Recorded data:
++++++++++
impl CompletionStatus {
    /// Decode the strongly typed fields out of the raw completion dwords
    pub fn from_dwords(dwords: CompletionDwords, latency_ms: Option<f64>) -> Self {
        use self::dword3::*;

        let dw3 = dwords.dword3;
        Self {
            dword0: dwords.dword0,
            sq_head_pointer: dwords.dword2.get_bits(0..=15) as u16,
            sq_id: dwords.dword2.get_bits(16..=31) as u16,
            do_not_retry: dw3.get_bit(DO_NOT_RETRY_BIT),
            more: dw3.get_bit(MORE_BIT),
            command_retry_delay: dw3.get_bits(COMMAND_RETRY_DELAY_BITS) as u8,
            status_code_type: StatusCodeType::from_bits(dw3.get_bits(STATUS_CODE_TYPE_BITS) as u8),
            status_code: dw3.get_bits(STATUS_CODE_BITS) as u8,
            phase_tag: dw3.get_bit(PHASE_TAG_BIT),
            command_id: dw3.get_bits(COMMAND_ID_BITS) as u16,
            latency_ms,
        }
    }

    /// Interpretation of the status code type and status code
    pub fn status(&self) -> CommandStatusCode {
        match self.status_code_type {
            StatusCodeType::Generic => {
                if let Ok(status) = GenericCommandStatus::try_from(self.status_code) {
                    CommandStatusCode::GenericStatus(status)
                } else {
                    CommandStatusCode::UnknownGenericStatus(self.status_code)
                }
            }
            StatusCodeType::CommandSpecific => {
                CommandStatusCode::CommandSpecificStatus(self.status_code)
            }
            StatusCodeType::MediaIntegrity => {
                CommandStatusCode::MediaAndDataIntegrityError(self.status_code)
            }
            StatusCodeType::PathRelated => CommandStatusCode::PathRelatedStatus(self.status_code),
            StatusCodeType::Reserved(typ) => CommandStatusCode::Reserved {
                typ,
                status: self.status_code,
            },
            StatusCodeType::VendorSpecific => CommandStatusCode::VendorSpecific(self.status_code),
        }
    }

    /// returns `true` if the completion does not represent any type of error
    #[inline]
    pub fn is_success(&self) -> bool {
        self.status().is_success()
    }
}

/// Interpretation of the (SCT, SC) pair of a [CompletionStatus]
///
/// See: NVM Express Base Spec: Figure 94: Status Code Type Values
#[derive(Debug, Clone, Copy, PartialEq, Eq, Error)]
pub enum CommandStatusCode {
    /// a named generic status
    #[error("{0:?}")]
    GenericStatus(GenericCommandStatus),
    /// generic status without a name, e.g. from the I/O command set
    #[error("generic status {0:#04x}")]
    UnknownGenericStatus(u8),
    /// status specific to the issued command, e.g. Invalid Log Page
    #[error("command specific status {0:#04x}")]
    CommandSpecificStatus(u8),
    /// media or data integrity error
    #[error("media error {0:#04x}")]
    MediaAndDataIntegrityError(u8),
    /// path related status
    #[error("path related status {0:#04x}")]
    PathRelatedStatus(u8),
    /// status with a reserved status code type
    #[error("status {status:#04x} of reserved type {typ}")]
    Reserved {
        /// SCT
        typ: u8,
        /// SC
        status: u8,
    },
    /// vendor specific status
    #[error("vendor specific status {0:#04x}")]
    VendorSpecific(u8),
}

impl CommandStatusCode {
    /// `true` only for [GenericCommandStatus::Success]
    #[inline]
    pub fn is_success(self) -> bool {
        self == CommandStatusCode::GenericStatus(GenericCommandStatus::Success)
    }
}

/// Generic status values of a [CompletionStatus]
///
/// See: NVM Express Base Spec: Figure 95: Generic Command Status Values
#[allow(missing_docs)]
#[repr(u8)]
#[derive(Debug, Clone, Copy, PartialEq, Eq, U8Enum)]
pub enum GenericCommandStatus {
    Success = 0,
    InvalidCommandOpcode = 1,
    InvalidFieldInCommand = 2,
    CommandIdConflict = 3,
    DataTransferError = 4,
    CommandAbortedPowerLoss = 5,
    InternalError = 6,
    AbortRequested = 7,
    AbortSQDeletion = 8,
    AbortFailedFuse = 9,
    AbortMissingFuse = 0xa,
    InvalidNamespaceFormat = 0xb,
    SequenceError = 0xc,
    InvalidSgl = 0xd,
    InvalidSglCount = 0xe,
    InvalidSglLength = 0xf,
    InvalidMetadataSglLength = 0x10,
    InvalidSglType = 0x11,
    InvalidUseOfControllerMemBuf = 0x12,
    InvalidPrpOffset = 0x13,
    AtomicWriteExceeded = 0x14,
    OperationDenied = 0x15,
    InvalidSglOffset = 0x16,
    // reserved 0x17
    HostIdInconsistentFormat = 0x18,
    KeepAliveExpired = 0x19,
    InvalidKeepAliveTimeout = 0x1a,
    AbortDueToPreemptAbort = 0x1b,
    SanitizeFailed = 0x1c,
    SanitizeInProgress = 0x1d,
    InvalidSglBlockGranularity = 0x1e,
    NotSupportedForQueueInCMB = 0x1f,
    NamespaceWriteProtected = 0x20,
    Interrupted = 0x21,
    TransientTransportError = 0x22,
    ProhibitedByLockdown = 0x23,
    AdminCommandMediaNotReady = 0x24,
    // 0x80 .. 0xbf belong to the I/O command sets
}

#[cfg(test)]
mod test {
    use super::*;

    #[test]
    fn decode_dword3_fields() {
        // DNR | M | CRD=2 | SCT=1 | SC=0x0b | P | CID=0x1234
        let dword3 = (1 << 31) | (1 << 30) | (2 << 28) | (1 << 25) | (0x0b << 17) | (1 << 16) | 0x1234;
        let status = CompletionStatus::from_dwords(
            CompletionDwords {
                dword0: 0xdead,
                dword1: 0,
                dword2: 0x0003_0007,
                dword3,
            },
            None,
        );

        assert_eq!(0xdead, status.dword0);
        assert_eq!(7, status.sq_head_pointer);
        assert_eq!(3, status.sq_id);
        assert!(status.do_not_retry);
        assert!(status.more);
        assert_eq!(2, status.command_retry_delay);
        assert_eq!(StatusCodeType::CommandSpecific, status.status_code_type);
        assert_eq!(0x0b, status.status_code);
        assert!(status.phase_tag);
        assert_eq!(0x1234, status.command_id);
        assert_eq!(CommandStatusCode::CommandSpecificStatus(0x0b), status.status());
        assert!(!status.is_success());
    }

    #[test]
    fn write_sets_data_length() {
        let command = AdminCommand::builder(0x09)
            .write(vec![0; 12])
            .unwrap()
            .build();
        assert_eq!(Direction::Write, command.direction());
        assert_eq!(12, command.data_length());
        assert_eq!(Some(&[0u8; 12][..]), command.write_data());
    }

    #[test]
    fn zero_dwords_are_success() {
        let status = CompletionStatus::from_dwords(CompletionDwords::default(), Some(0.5));
        assert!(status.is_success());
        assert_eq!(Some(0.5), status.latency_ms);
    }

    #[test]
    fn generic_status_lookup() {
        let status = CompletionStatus::from_dwords(
            CompletionDwords {
                dword3: 0x02 << 17,
                ..Default::default()
            },
            None,
        );
        assert_eq!(
            CommandStatusCode::GenericStatus(GenericCommandStatus::InvalidFieldInCommand),
            status.status()
        );

        let status = CompletionStatus::from_dwords(
            CompletionDwords {
                dword3: 0x17 << 17,
                ..Default::default()
            },
            None,
        );
        assert_eq!(CommandStatusCode::UnknownGenericStatus(0x17), status.status());
    }

    #[test]
    fn reserved_status_code_type() {
        assert_eq!(StatusCodeType::Reserved(5), StatusCodeType::from_bits(5));
        assert_eq!(5, StatusCodeType::from_bits(5).bits());
        assert_eq!(StatusCodeType::VendorSpecific, StatusCodeType::from_bits(0xf));
    }

    #[test]
    fn builder_dwords() {
        let command = AdminCommand::builder(CommandOpcode::GetFeatures.into())
            .cdw(10, 4)
            .cdw(15, 0xff)
            .build();

        assert_eq!(Some(4), command.cdw(10));
        assert_eq!(None, command.cdw(11));
        assert_eq!(Some(0xff), command.cdw(15));
        assert_eq!(None, command.cdw(9));
        assert_eq!(None, command.cdw(16));
        assert_eq!(vec![(10, 4), (15, 0xff)], command.dwords().collect::<Vec<_>>());
        assert_eq!(Direction::None, command.direction());
    }

    #[test]
    #[should_panic]
    fn builder_rejects_non_command_dword() {
        let _ = AdminCommand::builder(0).cdw(9, 0);
    }

    #[test]
    fn opcode_round_trip() {
        assert_eq!(Ok(CommandOpcode::Identify), CommandOpcode::try_from(6));
        assert!(CommandOpcode::try_from(0x3).is_err());
        assert_eq!(0x0a, u8::from(CommandOpcode::GetFeatures));
    }
}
++++++++++
→ What needs to be done:
The word to look for is "bool"; copy out every line of the entries that holds it.

→ Solution to this exercise:
    pub fn is_success(&self) -> bool {
    pub fn is_success(self) -> bool {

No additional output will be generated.